Please tell me that Bike Snob NYC is making this sh1t up?


----------



## qatarbhoy

I humbly apologise for my transgression, and will immolate myself on a blazing pyre of Lay O'Pard's Irish National Champ LEOPARD TREK jerseys...  



> Please tell me that Bike Snob NYC is making this sh1t up?


Surely making sh!t up is the M.O. for 99.9% of stuff do with the 'cycling world'... At least the Snob's funny!


----------



## 32and3cross

ukbloke said:


> Hmm, it turns out that the OP didn't follow the proper guidelines from TREK. It should be "LEOPARD TREK bicycles and jersey". And if you thought you knew how to say "LEOPARD", think again - the correct pronunciation according to TREK is:
> 
> 
> 
> Please tell me that Bike Snob NYC is making this sh1t up?



Not to worry no one will be following the guildlines this season, Both Cyclingnews and Velonews said they weren't doing all caps unless its a acronym for something.


----------



## ukbloke

32and3cross said:


> Not to worry no one will be following the guildlines this season, Both Cyclingnews and Velonews said they weren't doing all caps unless its a acronym for something.

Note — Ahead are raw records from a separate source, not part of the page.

use docx_rs::{
    read_docx, AlignmentType, BreakType, Docx, DocumentChild, Paragraph, ParagraphChild, Pic, Run,
    RunChild, Table, TableCell, TableRow,
};

use paper_core::{JsonBlock, StreamSink};
use paper_workspace::Workspace;

const EMU_PER_INCH: u32 = 914_400;

pub struct WordTools {
    workspace: Workspace,
    sink: Option<Arc<dyn StreamSink>>,
}

impl WordTools {
    pub fn new(workspace: Workspace, sink: Option<Arc<dyn StreamSink>>) -> Self {
        Self { workspace, sink }
    }

    fn document_path(&self) -> PathBuf {
        self.workspace.root().join("paper.docx")
    }

    pub async fn create_document(&self, title: Option<&str>, overwrite: bool) -> String {
        self.notify_call("create_document").await;
        let path = self.document_path();
        if path.exists() && !overwrite {
            return "文档 paper.docx 已存在，如需重建请设置 overwrite=true".to_string();
        }

        let mut docx = Docx::new();
        if let Some(title) = title {
            docx = docx.add_paragraph(
                Paragraph::new()
                    .add_run(Run::new().add_text(title).bold().size(36))
                    .align(AlignmentType::Center),
            );
        }

        match self.save(docx).await {
            Ok(()) => "文档 paper.docx 创建成功".to_string(),
            Err(e) => self.handle_error("create_document", &e),
        }
    }

    pub async fn add_heading(&self, text: &str, level: usize) -> String {
        self.notify_call("add_heading").await;
        let size = match level {
            1 => 36,
            2 => 32,
            3 => 28,
            4 => 26,
            _ => 24,
        };
        let mut paragraph = Paragraph::new().add_run(Run::new().add_text(text).bold().size(size));
        if level == 1 {
            paragraph = paragraph.align(AlignmentType::Center);
        }

        match self.mutate(|docx| docx.add_paragraph(paragraph)).await {
            Ok(()) => format!("已添加 {level} 级标题: {text}"),
            Err(e) => self.handle_error("add_heading", &e),
        }
    }

    pub async fn add_paragraph(&self, text: &str) -> String {
        self.notify_call("add_paragraph").await;
        let paragraph = Paragraph::new().add_run(Run::new().add_text(text));
        match self.mutate(|docx| docx.add_paragraph(paragraph)).await {
            Ok(()) => format!("已添加段落 ({} 字符)", text.chars().count()),
            Err(e) => self.handle_error("add_paragraph", &e),
        }
    }

    pub async fn add_table(&self, rows: usize, cols: usize, data: Option<&[Vec<String>]>) -> String {
        self.notify_call("add_table").await;
        if rows == 0 || cols == 0 {
            return "表格行列数必须大于0".to_string();
        }

        let table_rows: Vec<TableRow> = (0..rows)
            .map(|r| {
                let cells: Vec<TableCell> = (0..cols)
                    .map(|c| {
                        let text = data
                            .and_then(|d| d.get(r))
                            .and_then(|row| row.get(c))
                            .cloned()
                            .unwrap_or_default();
                        TableCell::new()
                            .add_paragraph(Paragraph::new().add_run(Run::new().add_text(text)))
                    })
                    .collect();
                TableRow::new(cells)
            })
            .collect();

        match self.mutate(|docx| docx.add_table(Table::new(table_rows))).await {
            Ok(()) => format!("已添加 {rows}x{cols} 表格"),
            Err(e) => self.handle_error("add_table", &e),
        }
    }

    /// Insert an image; `image_path` is resolved against the workspace,
    /// `width` is in inches.
    pub async fn add_picture(&self, image_path: &str, width: Option<f64>) -> String {
        self.notify_call("add_picture").await;
        let resolved = match self.workspace.resolve(image_path) {
            Ok(path) => path,
            Err(e) => return self.handle_error("add_picture", &e.to_string()),
        };
        let bytes = match std::fs::read(&resolved) {
            Ok(bytes) => bytes,
            Err(e) => return self.handle_error("add_picture", &format!("image not found: {e}")),
        };

        let mut pic = Pic::new(&bytes);
        if let Some(width) = width {
            let w = (width * EMU_PER_INCH as f64) as u32;
            let h = (width * 0.75 * EMU_PER_INCH as f64) as u32;
            pic = pic.size(w, h);
        }
        let paragraph = Paragraph::new()
            .add_run(Run::new().add_image(pic))
            .align(AlignmentType::Center);

        match self.mutate(|docx| docx.add_paragraph(paragraph)).await {
            Ok(()) => format!("已插入图片: {image_path}"),
            Err(e) => self.handle_error("add_picture", &e),
        }
    }

    pub async fn add_page_break(&self) -> String {
        self.notify_call("add_page_break").await;
        let paragraph = Paragraph::new().add_run(Run::new().add_break(BreakType::Page));
        match self.mutate(|docx| docx.add_paragraph(paragraph)).await {
            Ok(()) => "已插入分页符".to_string(),
            Err(e) => self.handle_error("add_page_break", &e),
        }
    }

    /// Full paragraph text, used by the writer to ground its edits before
    /// changing anything.
    pub async fn get_document_text(&self) -> String {
        match self.load().await {
            Ok(docx) => {
                let paragraphs = document_paragraphs(&docx);
                if paragraphs.is_empty() {
                    "文档为空，还没有任何内容".to_string()
                } else {
                    paragraphs.join("\n")
                }
            }
            Err(e) => self.handle_error("get_document_text", &e),
        }
    }

    pub async fn find_text_in_document(&self, text_to_find: &str) -> String {
        match self.load().await {
            Ok(docx) => {
                let matches: Vec<String> = document_paragraphs(&docx)
                    .iter()
                    .enumerate()
                    .filter(|(_, paragraph)| paragraph.contains(text_to_find))
                    .map(|(index, paragraph)| {
                        let preview: String = paragraph.chars().take(60).collect();
                        format!("段落 {index}: {preview}")
                    })
                    .collect();
                if matches.is_empty() {
                    format!("未找到文本: {text_to_find}")
                } else {
                    format!("找到 {} 处匹配:\n{}", matches.len(), matches.join("\n"))
                }
            }
            Err(e) => self.handle_error("find_text_in_document", &e),
        }
    }

    /// Apply bold/italic to every run of one paragraph.
    pub async fn format_text(&self, paragraph_index: usize, bold: bool, italic: bool) -> String {
        self.notify_call("format_text").await;
        let result = self
            .mutate_document(|children| {
                let mut seen = 0usize;
                for child in children.iter_mut() {
                    if let DocumentChild::Paragraph(paragraph) = child {
                        if seen == paragraph_index {
                            for paragraph_child in paragraph.children.iter_mut() {
                                if let ParagraphChild::Run(run) = paragraph_child {
                                    let mut updated = (**run).clone();
                                    if bold {
                                        updated = updated.bold();
                                    }
                                    if italic {
                                        updated = updated.italic();
                                    }
                                    **run = updated;
                                }
                            }
                            return Ok(());
                        }
                        seen += 1;
                    }
                }
                Err(format!("段落索引超出范围: {paragraph_index}"))
            })
            .await;

        match result {
            Ok(()) => format!("已格式化段落 {paragraph_index}"),
            Err(e) => self.handle_error("format_text", &e),
        }
    }

    pub async fn search_and_replace(&self, find_text: &str, replace_text: &str) -> String {
        self.notify_call("search_and_replace").await;
        let mut replaced = 0usize;
        let result = self
            .mutate_document(|children| {
                for child in children.iter_mut() {
                    if let DocumentChild::Paragraph(paragraph) = child {
                        for paragraph_child in paragraph.children.iter_mut() {
                            if let ParagraphChild::Run(run) = paragraph_child {
                                for run_child in run.children.iter_mut() {
                                    if let RunChild::Text(text) = run_child {
                                        if text.text.contains(find_text) {
                                            replaced += text.text.matches(find_text).count();
                                            text.text =
                                                text.text.replace(find_text, replace_text);
                                        }
                                    }
                                }
                            }
                        }
                    }
                }
                Ok(())
            })
            .await;

        match result {
            Ok(()) if replaced > 0 => format!("已替换 {replaced} 处 '{find_text}'"),
            Ok(()) => format!("未找到文本: {find_text}"),
            Err(e) => self.handle_error("search_and_replace", &e),
        }
    }

    pub async fn delete_paragraph(&self, paragraph_index: usize) -> String {
        self.notify_call("delete_paragraph").await;
        let result = self
            .mutate_document(|children| {
                let mut seen = 0usize;
                for (position, child) in children.iter().enumerate() {
                    if matches!(child, DocumentChild::Paragraph(_)) {
                        if seen == paragraph_index {
                            children.remove(position);
                            return Ok(());
                        }
                        seen += 1;
                    }
                }
                Err(format!("段落索引超出范围: {paragraph_index}"))
            })
            .await;

        match result {
            Ok(()) => format!("已删除段落 {paragraph_index}"),
            Err(e) => self.handle_error("delete_paragraph", &e),
        }
    }

    pub async fn get_all_comments(&self) -> String {
        match self.load().await {
            Ok(docx) => {
                let mut count = 0usize;
                for child in &docx.document.children {
                    if let DocumentChild::Paragraph(paragraph) = child {
                        for paragraph_child in &paragraph.children {
                            if matches!(paragraph_child, ParagraphChild::CommentStart(_)) {
                                count += 1;
                            }
                        }
                    }
                }
                if count == 0 {
                    "文档中没有批注".to_string()
                } else {
                    format!("文档包含 {count} 处批注")
                }
            }
            Err(e) => self.handle_error("get_all_comments", &e),
        }
    }

    async fn load(&self) -> Result<Docx, String> {
        let path = self.document_path();
        if !path.exists() {
            return Err("文档 paper.docx 不存在".to_string());
        }
        let bytes = std::fs::read(&path).map_err(|e| e.to_string())?;
        read_docx(&bytes).map_err(|e| format!("{e:?}"))
    }

    async fn load_or_new(&self) -> Result<Docx, String> {
        if self.document_path().exists() {
            self.load().await
        } else {
            Ok(Docx::new())
        }
    }

    async fn save(&self, docx: Docx) -> Result<(), String> {
        let path = self.document_path();
        let file = std::fs::File::create(&path).map_err(|e| e.to_string())?;
        docx.build().pack(file).map_err(|e| e.to_string())?;
        self.notify_saved().await;
        Ok(())
    }

    async fn mutate<F>(&self, apply: F) -> Result<(), String>
    where
        F: FnOnce(Docx) -> Docx,
    {
        let docx = self.load_or_new().await?;
        self.save(apply(docx)).await
    }

    async fn mutate_document<F>(&self, apply: F) -> Result<(), String>
    where
        F: FnOnce(&mut Vec<DocumentChild>) -> Result<(), String>,
    {
        let mut docx = self.load().await?;
        apply(&mut docx.document.children)?;
        self.save(docx).await
    }

    async fn notify_call(&self, operation: &str) {
        if let Some(sink) = &self.sink {
            sink.card(JsonBlock::text(
                "word_tool_call",
                format!("正在执行Word操作: {operation}"),
            ))
            .await;
        }
    }

    async fn notify_saved(&self) {
        if let Some(sink) = &self.sink {
            sink.card(JsonBlock::text("word_document_saved", "paper.docx 已保存"))
                .await;
        }
    }

    /// Error strings carry an operation-specific remediation hint.
    fn handle_error(&self, operation: &str, error: &str) -> String {
        let lowered = error.to_lowercase();
        let hint = if lowered.contains("not found")
            || lowered.contains("no such file")
            || error.contains("不存在")
        {
            "请先使用 create_document 创建文档，或用 CodeAgent 生成所需文件"
        } else if lowered.contains("permission") {
            "检查 paper.docx 是否被其他程序占用"
        } else if lowered.contains("image") || lowered.contains("escapes") {
            "确认图片路径位于工作空间内（例如 outputs/plots/plot_1.png）"
        } else {
            "检查参数后重试"
        };
        log::error!("Word操作失败 {operation}: {error}");
        format!("Word操作 {operation} 失败: {error}\n建议: {hint}")
    }
}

Cool. Hopefully, Phil and Paul will reject the pronunciation too or make fun of it.


----------



## The Weasel

ukbloke said:


> Hmm, it turns out that the OP didn't follow the proper guidelines from TREK. It should be "LEOPARD TREK bicycles and jersey". And if you thought you knew how to say "LEOPARD", think again - the correct pronunciation according to TREK is:
> 
> LEO-oh-pard
> 
> Please tell me that Bike Snob NYC is making this sh1t up?


That's just RAY-oh-tard

Don't like the scarves or jersey. Bike, yes.


----------



## RRRoubaix

ukbloke said:


> Hmm, it turns out that the OP didn't follow the proper guidelines from TREK. It should be "LEOPARD TREK bicycles and jersey". And if you thought you knew how to say "LEOPARD", think again - the correct pronunciation according to TREK is:
> 
> 
> 
> 
> In spoken communication, please use the appropriate pronunciation: LAY-oh-pard Trek.
> 
> 
> 
> 
> Please tell me that Bike Snob NYC is making this sh1t up?
Click to expand...

Soooo... now that I've heard the inimitable Phil Ligget pronounce it as such, I have a dumb question- is this a common British pronounciation of "leopard"?
i.e. when someone from the UK is narrating a nature documentary is it pronounced "LAY-oh-pard"?


----------



## ukbloke

RRRoubaix said:


> Soooo... now that I've heard the inimitable Phil Ligget pronounce it as such, I have a dumb question- is this a common British pronounciation of "leopard"?
> i.e. when someone from the UK is narrating a nature documentary is it pronounced "LAY-oh-pard"?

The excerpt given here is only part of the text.